Bu sıralar Veysel'i yeniden evermişler. Bu karısı yedi çocuk vermiş aşığa. Biri ölmüş, iki oğlan, dört kız, altısı sağ. Onlar da 18 torun vermiş Veysel'e.

Aşık Veysel, Cumhuriyet'in onuncu yıl dönümüne rastlayan 1933 yılına kadar, başka ozanların şiirlerini çalıp söylemiş. Kendi deyişlerini söylemekten utanır, çekinirmiş.

O yıllarda şairlerimizden rahmetli Ahmet Kutsi Tecer tanımış Veysel'i.
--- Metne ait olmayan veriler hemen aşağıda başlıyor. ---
// SPDX-License-Identifier: GPL-3.0-only

//! Application-wide constants

use std::time::Duration;

/// Camera opened when none is configured
pub const DEFAULT_CAMERA_ID: u32 = 0;

/// Preview size requested from the device by default
pub const DEFAULT_PREVIEW_WIDTH: u32 = 1280;
pub const DEFAULT_PREVIEW_HEIGHT: u32 = 720;

/// Clear colour for every render target (opaque yellow, makes the quad bounds visible)
pub const CLEAR_COLOR: [f32; 4] = [1.0, 1.0, 0.0, 1.0];

/// Forward every Nth rendered frame to the encoder (2 = ~30fps from a 60fps preview)
pub const DEFAULT_ENCODER_DUTY_CYCLE: u32 = 2;

/// Overlay geometry
pub mod overlay {
    /// Number of glyph textures: digits 0-9, '-' and ':'
    pub const GLYPH_COUNT: usize = 12;
    /// Index of the '-' glyph
    pub const DASH_GLYPH: usize = 10;
    /// Index of the ':' glyph
    pub const COLON_GLYPH: usize = 11;
    /// Horizontal distance between timestamp characters, in pixels
    pub const GLYPH_STRIDE: i32 = 15;
    /// Viewport size used when stamping a single glyph
    pub const GLYPH_VIEWPORT_WIDTH: u32 = 220;
    pub const GLYPH_VIEWPORT_HEIGHT: u32 = 60;
    /// Default origin of the timestamp (bottom-left framebuffer coordinates)
    pub const TIMESTAMP_ORIGIN: (i32, i32) = (160, 300);
    /// Default watermark rectangle (x, y, width, height)
    pub const WATERMARK_RECT: (i32, i32, u32, u32) = (20, 20, 100, 50);
    /// Canvas each glyph is rasterized into
    pub const GLYPH_CANVAS_WIDTH: u32 = 320;
    pub const GLYPH_CANVAS_HEIGHT: u32 = 60;
    /// Text baseline inside the glyph canvas
    pub const GLYPH_BASELINE: u32 = 40;
    /// Default text size in pixels
    pub const GLYPH_TEXT_SIZE: f32 = 30.0;
    /// Timestamp layout, fixed width (19 characters)
    pub const TIMESTAMP_FORMAT: &str = "%Y-%m-%d %H:%M:%S";
}

/// Thread handshake timeouts
pub mod timeouts {
    use super::Duration;

    /// How long a caller waits for a worker to acknowledge setup or release
    pub const WORKER_ACK: Duration = Duration::from_secs(5);
    /// How long a synchronous capture stop may take before it is abandoned
    pub const CAPTURE_STOP: Duration = Duration::from_secs(5);
    /// How long a caller waits for the render thread teardown, which includes
    /// a synchronous capture stop
    pub const SURFACE_TEARDOWN: Duration = CAPTURE_STOP.saturating_add(WORKER_ACK);
}

#[cfg(test)]
mod tests {
    use super::timeouts;

    #[test]
    fn test_surface_teardown_outlasts_capture_stop() {
        assert!(timeouts::SURFACE_TEARDOWN > timeouts::CAPTURE_STOP);
        assert!(timeouts::SURFACE_TEARDOWN >= timeouts::WORKER_ACK);
    }
}

/// File name layout for snapshots and recordings
pub const CAPTURE_FILE_FORMAT: &str = "%Y-%m-%d-%H-%M-%S";
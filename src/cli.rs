// SPDX-License-Identifier: GPL-3.0-only

//! CLI commands
//!
//! Every command runs the full pipeline headless: a camera view on an
//! off-screen surface, fed by the synthetic camera.
//! - Listing available cameras
//! - Running the preview for a while
//! - Taking a snapshot
//! - Recording raw frames
//! - Printing the effective configuration

use camera_compositor::backends::camera::{CameraProvider, SyntheticProvider};
use camera_compositor::config::Config;
use camera_compositor::errors::AppResult;
use camera_compositor::gpu::SurfaceTarget;
use camera_compositor::pipelines::photo::SaveCallback;
use camera_compositor::render::{ScaleMode, VideoEncoder};
use camera_compositor::{CameraView, Services};
use std::path::{Path, PathBuf};
use std::sync::Arc;
use std::sync::atomic::{AtomicBool, Ordering};
use std::sync::mpsc;
use std::time::{Duration, Instant};

/// How long to wait for the first composed frame
const FIRST_FRAME_TIMEOUT: Duration = Duration::from_secs(5);
/// Frames from the start of a stream are skipped before a snapshot
const WARMUP: Duration = Duration::from_millis(500);
/// How long to wait for a snapshot to reach the disk
const SAVE_TIMEOUT: Duration = Duration::from_secs(10);

/// Load the config from `path`, or from the default location
pub fn load_config(path: Option<&Path>, camera: Option<u32>) -> Config {
    let mut config = match path {
        Some(path) => Config::load_from(path),
        None => Config::load(),
    };
    if let Some(camera) = camera {
        config.camera_id = camera;
    }
    config
}

/// List all available cameras
pub fn list_cameras() -> Result<(), Box<dyn std::error::Error>> {
    let provider = SyntheticProvider::new();
    let cameras = provider.cameras();

    if cameras.is_empty() {
        println!("No cameras found.");
        return Ok(());
    }

    println!("Available cameras:");
    println!();
    for camera in &cameras {
        println!(
            "  [{}] {} ({:?}, mounted at {})",
            camera.id, camera.name, camera.facing, camera.orientation
        );
        if let Ok(mut device) = provider.open(camera.id) {
            if let Ok(params) = device.parameters() {
                let sizes: Vec<String> =
                    params.preview_sizes.iter().map(|s| s.to_string()).collect();
                println!("      Preview sizes: {}", sizes.join(", "));
            }
            device.release();
        }
        println!();
    }

    Ok(())
}

/// Run the preview for `seconds`, or until Ctrl+C
pub fn run_preview(
    config: Config,
    seconds: u64,
    scale: Option<ScaleMode>,
) -> Result<(), Box<dyn std::error::Error>> {
    let services = Services::from_config(&config, None)?;
    let view = services.camera_view(Arc::new(SyntheticProvider::new()));
    if let Some(scale) = scale {
        view.set_scale_mode(scale);
    }
    attach_surface(&view, &config)?;

    println!("Previewing camera {} ({})", config.camera_id, view.scale_mode());
    println!("Press Ctrl+C to stop early");
    let stop = stop_flag()?;
    wait_for_first_frame(&view)?;
    if let Some(session) = view.session() {
        println!(
            "Session: {} at {}, rotation {}°",
            session.camera.name,
            session.preview_size(),
            session.rotation_degrees()
        );
    }

    let start = Instant::now();
    while start.elapsed() < Duration::from_secs(seconds) && !stop.load(Ordering::SeqCst) {
        print!("\rFrames drawn: {}", view.frames_drawn());
        std::io::Write::flush(&mut std::io::stdout())?;
        std::thread::sleep(Duration::from_millis(100));
    }
    println!();

    let frames = view.frames_drawn();
    let elapsed = start.elapsed().as_secs_f64().max(f64::EPSILON);
    view.surface_destroyed()?;
    println!("Drew {} frames ({:.1} fps)", frames, frames as f64 / elapsed);
    Ok(())
}

/// Compose one frame and save it
pub fn take_snapshot(
    config: Config,
    output: Option<PathBuf>,
) -> Result<(), Box<dyn std::error::Error>> {
    let (saved_tx, saved_rx) = mpsc::channel::<AppResult<PathBuf>>();
    let on_saved: SaveCallback = Arc::new(move |result: AppResult<PathBuf>| {
        let _ = saved_tx.send(result);
    });
    let services = Services::from_config(&config, Some(on_saved))?;
    let view = services.camera_view(Arc::new(SyntheticProvider::new()));
    attach_surface(&view, &config)?;

    println!("Capturing...");
    wait_for_first_frame(&view)?;
    std::thread::sleep(WARMUP);

    let requested = view.take_picture(output)?;
    let saved = saved_rx
        .recv_timeout(SAVE_TIMEOUT)
        .map_err(|_| format!("Snapshot {} was not written", requested.display()))??;

    view.surface_destroyed()?;
    services.photos.finish();
    println!("Photo saved: {}", saved.display());
    Ok(())
}

/// Record composed frames for `duration` seconds as raw RGBA
pub fn record_video(
    config: Config,
    duration: u64,
    output: Option<PathBuf>,
) -> Result<(), Box<dyn std::error::Error>> {
    let services = Services::from_config(&config, None)?;
    let output_path = match output {
        Some(path) => path,
        None => camera_compositor::storage::capture_file(&config.output_dir(), "rgba")?,
    };
    let (width, height) = (config.preview_size.width, config.preview_size.height);
    let recorder = Arc::new(services.recorder(&output_path, width, height)?);

    let view = services.camera_view(Arc::new(SyntheticProvider::new()));
    view.set_video_encoder(Some(Arc::clone(&recorder) as Arc<dyn VideoEncoder>));
    attach_surface(&view, &config)?;

    println!("Output: {} ({}x{} RGBA)", output_path.display(), width, height);
    println!("Duration: {} seconds", duration);
    println!();
    println!("Recording... (press Ctrl+C to stop early)");
    let stop = stop_flag()?;
    wait_for_first_frame(&view)?;

    let start = Instant::now();
    let target_duration = Duration::from_secs(duration);
    while start.elapsed() < target_duration {
        if stop.load(Ordering::SeqCst) {
            println!();
            println!("Stopping early...");
            break;
        }

        let elapsed = start.elapsed().as_secs();
        print!(
            "\rRecording: {:02}:{:02}  frames: {}",
            elapsed / 60,
            elapsed % 60,
            recorder.frames_written()
        );
        std::io::Write::flush(&mut std::io::stdout())?;

        std::thread::sleep(Duration::from_millis(100));
    }
    println!();

    view.set_video_encoder(None);
    view.surface_destroyed()?;
    let final_path = recorder.stop()?;
    println!(
        "Video saved: {} ({} frames)",
        final_path.display(),
        recorder.frames_written()
    );
    Ok(())
}

/// Print the effective configuration, optionally writing it out
pub fn show_config(
    config: &Config,
    write: Option<PathBuf>,
) -> Result<(), Box<dyn std::error::Error>> {
    println!("{}", serde_json::to_string_pretty(config)?);
    if let Some(path) = write {
        config.save_to(&path)?;
        println!();
        println!("Written to {}", path.display());
    }
    Ok(())
}

fn attach_surface(view: &CameraView, config: &Config) -> AppResult<()> {
    let target = SurfaceTarget::offscreen(
        "preview",
        config.preview_size.width,
        config.preview_size.height,
    );
    view.surface_created(target)
}

fn wait_for_first_frame(view: &CameraView) -> Result<(), Box<dyn std::error::Error>> {
    let start = Instant::now();
    while start.elapsed() < FIRST_FRAME_TIMEOUT {
        if view.session().is_some() && view.frames_drawn() > 0 {
            return Ok(());
        }
        std::thread::sleep(Duration::from_millis(16));
    }
    Err("Camera did not deliver a frame".into())
}

fn stop_flag() -> Result<Arc<AtomicBool>, Box<dyn std::error::Error>> {
    let stop = Arc::new(AtomicBool::new(false));
    let flag = Arc::clone(&stop);
    ctrlc::set_handler(move || {
        flag.store(true, Ordering::SeqCst);
    })?;
    Ok(stop)
}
Onun ışık tutuculuğuyla Veysel'in şiirleri aydınlığa kavuşmuş. Veysel; şairliğinin gelişmesinde Tecer'in büyük yardımlarını gördüğünü söylerdi her zaman.

Veysel'in gün ışığına çıkan ilk şiiri Gazi Mustafa Kemal Pasa için söylediği: "Türkiye'nin ihyası Hazreti Gazi" mısrasıyla başlayan şiirdir. Bundan sonra bütün yazdıklarını çalıp söyler olmuştu.

1933 yılına kadar, köyünden dışarı hemen hemen hiç çıkmadığı halde; bundan sonra bütün yurdu dolaşmış, yurdunun çeşitli şehirleriyle kasabalarını, köylerini yakından tanımıştır.

Halk ozanlarından en çok Karacaoglan'ı, Yunus'u, Emrah'ı, Dertli'yi severdi. Çağımızın ozanlarından Ahmet Kutsi Tecer'in ayrı bir yeri vardı Veysel'de. Onun aracılığıyla köy enstitülerinde bir süre saz öğretmenliği de yapmıştı Veysel.

1952'de İstanbul'da büyük bir jübilesi yapılan Aşık Veysel'e 1965'te Türkiye Büyük Millet Meclisi, anadilimize ve milli birliğimize yaptığı hizmetlerden dolayı özel bir kanunla vatani hizmet tertibinden aylık bağlamıştı.

Veysel'in bir başka özelliği daha vardı; köyünde ve çevresinde ondan önce bir tek meyve ağacı olmadığı halde, Sivrialan'da ilk meyve bahçesini o yetiştirmişti.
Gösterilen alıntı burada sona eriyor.